V8 supports various scope types defined in src/common/globals.h:

  • SCRIPT_SCOPE: The top-level scope for a script or a top-level eval.
  • REPL_MODE_SCOPE: The top-level scope for a repl-mode script.
  • CLASS_SCOPE: The scope introduced by a class.
  • EVAL_SCOPE: The top-level scope for an eval source.
  • FUNCTION_SCOPE: The top-level scope for a function.
  • MODULE_SCOPE: The scope introduced by a module literal.
  • CATCH_SCOPE: The scope introduced by catch.
  • BLOCK_SCOPE: The scope introduced by a new block.
  • WITH_SCOPE: The scope introduced by with.
  • SHADOW_REALM_SCOPE: Synthetic scope for ShadowRealm NativeContexts.

Runtime: ScopeInfo

When V8 compiles a function, it serializes the compile-time Scope information into a ScopeInfo object (defined in src/objects/scope-info.h).

Purpose

ScopeInfo is a compressed heap object that retains the necessary information about a scope for execution and debugging.

  • Context Layout: It tells V8 how many context slots are needed and what variables go into which slots.
  • Debugger Support: It allows the debugger to inspect variables and understand the scope structure of running code.
  • Deoptimization: Used to reconstruct stack frames during deoptimization.

Contents of ScopeInfo

  • Flags: Scope type, language mode, receiver info, etc.
  • Counts: Number of parameters, context-allocated locals.
  • Inlined Local Names: Names of variables, allowing lookups by name (primarily for debugging and eval).
  • Outer Scope Info: A link to the ScopeInfo of the enclosing scope, forming a chain.

Runtime: Context

While ScopeInfo is read-only metadata, the Context is the actual runtime object (a variable-sized heap object, conceptually similar to a FixedArray) that holds the values of context-allocated variables.

  • Each ScopeInfo that requires a context will have a corresponding Context object created at runtime when the scope is entered.
  • Contexts are linked in a chain (via the previous pointer), mirroring the ScopeInfo chain.

Context Types

Similar to scope types, V8 has different context types (see src/objects/contexts.h):

  • Native Context: The top-level context for a specific realm. Contains many fixed slots for builtins and global objects.
  • Function Context: Created for function executions that have context-allocated variables.
  • Block Context: Created for block scopes with block-scoped declarations (let, const).
  • Catch Context: Created for catch blocks to hold the exception object.
  • With Context: Created for with statements.
  • Eval Context: Created for eval executions.
  • Module Context: Created for ES modules.

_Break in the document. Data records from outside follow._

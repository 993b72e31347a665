//! Health and metrics handlers.

use std::sync::Arc;

use axum::{
    extract::Extension,
    http::{header, StatusCode},
    response::{IntoResponse, Response},
    Json,
};
use serde::Serialize;

use crate::metrics::MetricsSnapshot;
use crate::state::AppState;

#[derive(Serialize)]
pub struct HealthResponse {
    pub status: String,
}

/// GET /health - Basic health check
pub async fn health_handler() -> Json<HealthResponse> {
    Json(HealthResponse {
        status: "ok".to_string(),
    })
}

/// GET /metrics - Prometheus metrics
pub async fn metrics_handler(Extension(state): Extension<Arc<AppState>>) -> Response {
    (
        StatusCode::OK,
        [(header::CONTENT_TYPE, "text/plain; version=0.0.4")],
        state.prometheus.render(),
    )
        .into_response()
}

/// GET /api/metrics - JSON metrics
pub async fn api_metrics_handler(
    Extension(state): Extension<Arc<AppState>>,
) -> Json<MetricsSnapshot> {
    Json(state.metrics.snapshot().await)
}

Example: Context Allocation (Closures)

To understand how ScopeInfo and Context work in practice, consider a closure that captures a variable:

javascript
function makeCounter() {
  let count = 0;
  return function() {
    return ++count;
  };
}
const counter = makeCounter();
counter(); // Returns 1
counter(); // Returns 2

What V8 does:

  1. Compile-Time: The parser sees that the inner anonymous function references count, which is declared in the outer makeCounter function. The compiler decides that count cannot be stack-allocated and must be context-allocated.
  2. ScopeInfo: The ScopeInfo for makeCounter will record that it needs a context with at least one slot for count.
  3. Runtime Execution:
    • When makeCounter() is called, V8 creates a new FunctionContext for it.
    • The count variable is stored in a slot in this context, initialized to 0.
    • The inner function is created as a JSFunction object. This object contains a reference to the current Context (the makeCounter context).
    • When makeCounter returns, its stack frame is destroyed, but the FunctionContext lives on in the heap because the inner function holds a reference to it.
    • When counter() is called, V8 sets the current context to the one referenced by the closure. The ++count operation reads and writes directly to the slot in that heap context.

Summary

  1. Parser creates Scope objects.
  2. Compiler uses Scope to allocate variables and generates ScopeInfo.
  3. Runtime uses ScopeInfo to create Context objects and access variables.